Nacido y criado en un pequeño pueblo mexicano, el ‘Doctor Q’, como es conocido entre sus pacientes y colegas, pasó de cruzar ilegalmente la frontera que separa a México de Estados Unidos a convertirse en la cabeza del Departamento de Neurocirugía de la Clínica Mayo, la más importante del mundo.
Por Dan Lerner // Foto de Camila Rodrigo
Alfredo Quiñones-Hinojosa es un hombre de baja estatura, vestido pulcramente con un terno azul, un chaleco que parece ser de seda y una corbata de colores. Ni bien cruza el umbral de la sala donde sostenía una reunión, decenas de personas se aglomeran a su alrededor. Una periodista de un medio televisivo, micrófono en mano, le hace una pregunta, un poco atropelladamente, y él, en medio de su respuesta, se interrumpe. Se ha cruzado con una ex paciente. Al verla, se le iluminan los ojos, sonríe ampliamente y la abraza con un cariño indisimulable. Conversan, ríen, se vuelven a abrazar.
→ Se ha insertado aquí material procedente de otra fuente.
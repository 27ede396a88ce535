//! Time-bucketed tunnel tokens
//!
//! `token = hex(sha256(tunnel_id || secret || bucket))` where
//! `bucket = floor(unix_seconds / 10)`. A token is accepted for the bucket
//! it was minted in and the neighbouring ones, so a fresh token stays valid
//! for roughly 20 seconds and peers may disagree on the clock by ~10s.

use hooktunnel_proto::{to_hex, TUNNEL_PROXY_PROTOCOL};
use sha2::{Digest, Sha256};
use std::sync::Arc;
use std::time::{SystemTime, UNIX_EPOCH};
use subtle::{Choice, ConstantTimeEq};
use thiserror::Error;
use tracing::debug;

/// Width of one time bucket in seconds
pub const TIME_SPAN_SECS: u64 = 10;

/// Length of a token in hex characters (SHA-256)
pub const TOKEN_LEN: usize = 64;

/// Token validation errors
///
/// Deliberately coarse: callers surface every variant as the same 401.
#[derive(Debug, Clone, PartialEq, Eq, Error)]
pub enum TokenError {
    #[error("Missing token")]
    Missing,

    #[error("Invalid token")]
    Invalid,
}

/// Source of wall-clock time
pub trait Clock: Send + Sync {
    fn unix_seconds(&self) -> u64;
}

/// Reads the system clock
#[derive(Debug, Default, Clone, Copy)]
pub struct SystemClock;

impl Clock for SystemClock {
    fn unix_seconds(&self) -> u64 {
        SystemTime::now()
            .duration_since(UNIX_EPOCH)
            .map(|d| d.as_secs())
            .unwrap_or(0)
    }
}

/// Clock pinned to a fixed instant
#[derive(Debug, Clone, Copy)]
pub struct FixedClock(pub u64);

impl Clock for FixedClock {
    fn unix_seconds(&self) -> u64 {
        self.0
    }
}

/// Time bucket for a unix timestamp
pub fn time_bucket(unix_seconds: u64) -> u64 {
    unix_seconds / TIME_SPAN_SECS
}

/// Derive the token for an explicit bucket
pub fn derive_token(tunnel_id: &str, secret: &str, bucket: u64) -> String {
    let mut hasher = Sha256::new();
    hasher.update(tunnel_id.as_bytes());
    hasher.update(secret.as_bytes());
    hasher.update(bucket.to_string().as_bytes());
    to_hex(&hasher.finalize())
}

/// Token for the current bucket
pub fn generate_token(tunnel_id: &str, secret: &str) -> String {
    generate_token_at(tunnel_id, secret, SystemClock.unix_seconds())
}

fn generate_token_at(tunnel_id: &str, secret: &str, unix_seconds: u64) -> String {
    derive_token(tunnel_id, secret, time_bucket(unix_seconds))
}

/// Check a token against the current, previous and next bucket
pub fn is_valid_token(secret: &str, tunnel_id: &str, token: &str) -> bool {
    is_valid_token_at(secret, tunnel_id, token, SystemClock.unix_seconds())
}

fn is_valid_token_at(secret: &str, tunnel_id: &str, token: &str, unix_seconds: u64) -> bool {
    if token.len() != TOKEN_LEN {
        return false;
    }

    let bucket = time_bucket(unix_seconds);
    let candidates = [bucket.checked_sub(1), Some(bucket), bucket.checked_add(1)];

    // All candidates are compared, so the work done does not depend on
    // which bucket (if any) matched.
    let mut matched = Choice::from(0u8);
    for candidate in candidates.into_iter().flatten() {
        let expected = derive_token(tunnel_id, secret, candidate);
        matched |= expected.as_bytes().ct_eq(token.as_bytes());
    }
    matched.into()
}

/// Extract the token from a `Sec-WebSocket-Protocol` header value
///
/// Agents announce `webhooks-proxy-tunnel,<token>` (browsers and most
/// clients add a space after the comma). Returns `None` if the tunnel
/// protocol is not the first entry or no token follows it.
pub fn parse_subprotocol_header(value: &str) -> Option<String> {
    let mut parts = value.split(',').map(str::trim);
    if parts.next()? != TUNNEL_PROXY_PROTOCOL {
        return None;
    }
    parts
        .next()
        .filter(|token| !token.is_empty())
        .map(str::to_string)
}

/// Validates agent tokens against the relay's shared secret
///
/// Without a secret every agent is admitted; the relay warns about that
/// at startup.
#[derive(Clone)]
pub struct TokenAuthenticator {
    secret: Option<String>,
    clock: Arc<dyn Clock>,
}

impl std::fmt::Debug for TokenAuthenticator {
    fn fmt(&self, f: &mut std::fmt::Formatter<'_>) -> std::fmt::Result {
        f.debug_struct("TokenAuthenticator")
            .field("secret", &self.secret.as_ref().map(|_| "***"))
            .finish()
    }
}

impl TokenAuthenticator {
    pub fn new(secret: Option<String>) -> Self {
        Self {
            secret: secret.filter(|s| !s.is_empty()),
            clock: Arc::new(SystemClock),
        }
    }

    pub fn with_clock(mut self, clock: Arc<dyn Clock>) -> Self {
        self.clock = clock;
        self
    }

    pub fn requires_token(&self) -> bool {
        self.secret.is_some()
    }

    /// Validate the token an agent presented for `tunnel_id`
    pub fn validate(&self, tunnel_id: &str, token: Option<&str>) -> Result<(), TokenError> {
        let Some(secret) = &self.secret else {
            return Ok(());
        };
        let token = token.ok_or(TokenError::Missing)?;

        if is_valid_token_at(secret, tunnel_id, token, self.clock.unix_seconds()) {
            Ok(())
        } else {
            debug!(tunnel_id = %tunnel_id, "Rejected agent token");
            Err(TokenError::Invalid)
        }
    }

    /// Mint a token for `tunnel_id` with this authenticator's clock
    pub fn generate(&self, tunnel_id: &str) -> Option<String> {
        self.secret
            .as_ref()
            .map(|secret| generate_token_at(tunnel_id, secret, self.clock.unix_seconds()))
    }
}

#[cfg(test)]
mod tests {
    use super::*;

    const ID: &str = "00000000-0000-0000-0000-000000000000";
    const SECRET: &str = "s3cret";
    // Middle of a bucket, so +-5s stays in the same bucket
    const NOW: u64 = 1_700_000_005;

    #[test]
    fn test_derive_token_shape() {
        let token = derive_token(ID, SECRET, 170_000_000);
        assert_eq!(token.len(), TOKEN_LEN);
        assert!(token.chars().all(|c| c.is_ascii_hexdigit() && !c.is_ascii_uppercase()));
        assert_eq!(token, derive_token(ID, SECRET, 170_000_000));
        assert_ne!(token, derive_token(ID, SECRET, 170_000_001));
    }

    #[test]
    fn test_derive_token_matches_concatenation() {
        let mut hasher = Sha256::new();
        hasher.update(format!("{}{}{}", ID, SECRET, 42).as_bytes());
        assert_eq!(derive_token(ID, SECRET, 42), to_hex(&hasher.finalize()));
    }

    #[test]
    fn test_valid_at_generation() {
        let token = generate_token_at(ID, SECRET, NOW);
        assert!(is_valid_token_at(SECRET, ID, &token, NOW));
    }

    #[test]
    fn test_valid_within_neighbouring_buckets() {
        let token = generate_token_at(ID, SECRET, NOW);
        assert!(is_valid_token_at(SECRET, ID, &token, NOW - 10));
        assert!(is_valid_token_at(SECRET, ID, &token, NOW + 10));
        assert!(is_valid_token_at(SECRET, ID, &token, NOW + 14));
    }

    #[test]
    fn test_invalid_outside_window() {
        let token = generate_token_at(ID, SECRET, NOW);
        assert!(!is_valid_token_at(SECRET, ID, &token, NOW + 20));
        assert!(!is_valid_token_at(SECRET, ID, &token, NOW - 20));
    }

    #[test]
    fn test_invalid_for_other_id_or_secret() {
        let token = generate_token_at(ID, SECRET, NOW);
        assert!(!is_valid_token_at(
            SECRET,
            "11111111-1111-1111-1111-111111111111",
            &token,
            NOW
        ));
        assert!(!is_valid_token_at("other", ID, &token, NOW));
    }

    #[test]
    fn test_invalid_length() {
        let token = generate_token_at(ID, SECRET, NOW);
        assert!(!is_valid_token_at(SECRET, ID, &token[..63], NOW));
        assert!(!is_valid_token_at(SECRET, ID, &format!("{}0", token), NOW));
        assert!(!is_valid_token_at(SECRET, ID, "", NOW));
    }

    #[test]
    fn test_system_clock_round_trip() {
        let token = generate_token(ID, SECRET);
        assert!(is_valid_token(SECRET, ID, &token));
    }

    #[test]
    fn test_parse_subprotocol_header() {
        assert_eq!(
            parse_subprotocol_header("webhooks-proxy-tunnel,abc"),
            Some("abc".to_string())
        );
        assert_eq!(
            parse_subprotocol_header("webhooks-proxy-tunnel, abc"),
            Some("abc".to_string())
        );
        assert_eq!(parse_subprotocol_header("webhooks-proxy-tunnel"), None);
        assert_eq!(parse_subprotocol_header("webhooks-proxy-tunnel, "), None);
        assert_eq!(parse_subprotocol_header("chat, abc"), None);
    }

    #[test]
    fn test_authenticator_without_secret_admits_everyone() {
        let auth = TokenAuthenticator::new(None);
        assert!(!auth.requires_token());
        assert_eq!(auth.validate(ID, None), Ok(()));
        assert_eq!(auth.validate(ID, Some("no-secret")), Ok(()));
        assert_eq!(auth.generate(ID), None);
    }

    #[test]
    fn test_empty_secret_counts_as_unset() {
        assert!(!TokenAuthenticator::new(Some(String::new())).requires_token());
    }

    #[test]
    fn test_authenticator_with_secret() {
        let auth =
            TokenAuthenticator::new(Some(SECRET.to_string())).with_clock(Arc::new(FixedClock(NOW)));
        let token = auth.generate(ID).unwrap();

        assert_eq!(auth.validate(ID, Some(&token)), Ok(()));
        assert_eq!(auth.validate(ID, None), Err(TokenError::Missing));
        assert_eq!(auth.validate(ID, Some("no-secret")), Err(TokenError::Invalid));
    }

    #[test]
    fn test_authenticator_debug_hides_secret() {
        let auth = TokenAuthenticator::new(Some(SECRET.to_string()));
        assert!(!format!("{:?}", auth).contains(SECRET));
    }
}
Una vez en el ascensor que nos llevará al sexto piso de la Clínica Delgado, a la sala donde conversaremos, el ‘Doctor Q’, como lo conocen sus pacientes y colegas, no deja de hacer bromas. Todos ríen al ritmo de sus ocurrencias, todas pronunciadas con un acento mexicano inconfundible y acompañadas de una risa tan natural como contagiosa. Antes de sentarnos a charlar, el Doctor Q, como si no se tratara de uno de los neurocirujanos más respetados del mundo, saca su celular y me pide una selfie para mostrarle a sus hijos. Como si yo fuera alguien. Como si él no fuera nadie.
Alfredo Quiñones-Hinojosa nació en un pueblo en las afueras de Mexicali, cerca de Baja California, en México. Sus primeros años transcurrieron en una pequeña comunidad agraria, donde llevó una vida humilde. “Mis padres no tenían mucho, por no decir que tenían muy poquito”, dice el Doctor Q. “Pero lo que parece ser una situación difícil terminó siendo una de las bendiciones más grandes que me ha dado la vida. Por eso estoy aquí, porque sé cuáles son mis raíces, y porque mi trayectoria ha estado llena de aventuras”, agrega.
A los diecinueve años, Alfredo Quiñones-Hinojosa decidió que era hora de cambiar su vida, de llegar más lejos. Con esa meta, cruzó la frontera que separa a México de los Estados Unidos, pero la policía lo atrapó y lo devolvió. Sin embargo, para él estaba claro que no había vuelta atrás, así que volvió a treparse y esta vez tuvo éxito. Ya en Fresno, California, hizo un poco de todo: trabajó de jornalero, fue pintor y soldador. Dos años después se enfrentó a la muerte tras caer en el fondo de un tanque de petróleo. Un médico lo salvó, y el propio Doctor Q confiesa que eso le cambió la vida: “Me sentí identificado con el doctor que se encargó de mí: me di cuenta de que había la oportunidad de conectarse espiritualmente con las personas”, comenta.
El gran salto
Tras dedicarse por años a pequeños trabajos muy mal remunerados, durante los cuales se las arregló para leer y enseñar estadística a cambio de clases de inglés, el Doctor Q consiguió una beca para estudiar Psicología en la UC Berkeley, una de las mejores universidades del país. Ahí fue donde conoció a Joe Martínez, del Departamento de Neurobiología, y donde nacería su pasión por el cerebro, que lo llevaría a ser uno de los especialistas más respetados del mundo. “El cerebro es la frontera inexplorada. Tenemos más conexiones y sinapsis en el cerebro que estrellas en la galaxia. Es algo fascinante. De pequeñito miraba las estrellas porque nos acostábamos en el techo de nuestra casa por el calor, y soñaba, y pienso que desde entonces se me quedó esa fantasía”, cuenta el Doctor Q.
Después de UC Berkeley, llegó a la Facultad de Medicina de la Universidad de Harvard, quizás la más importante a nivel mundial, donde empezó a distinguirse no solo como un gran proyecto de doctor, sino también por sus labores sociales y por su capacidad de conectar con la gente. Tras su residencia posdoctoral en San Francisco, donde Quiñones-Hinojosa se convirtió ya en un neurocirujano a carta cabal, llegó a Johns Hopkins, uno de los hospitales y centros de formación de medicina más prestigiosos, donde fue profesor asociado de Cirugía Neurológica, profesor asociado de Oncología, director del Programa de Cirugía de Tumores Cerebrales en el Johns Hopkins Bayview Medical Center, y director del Programa de Cirugía Pituitaria.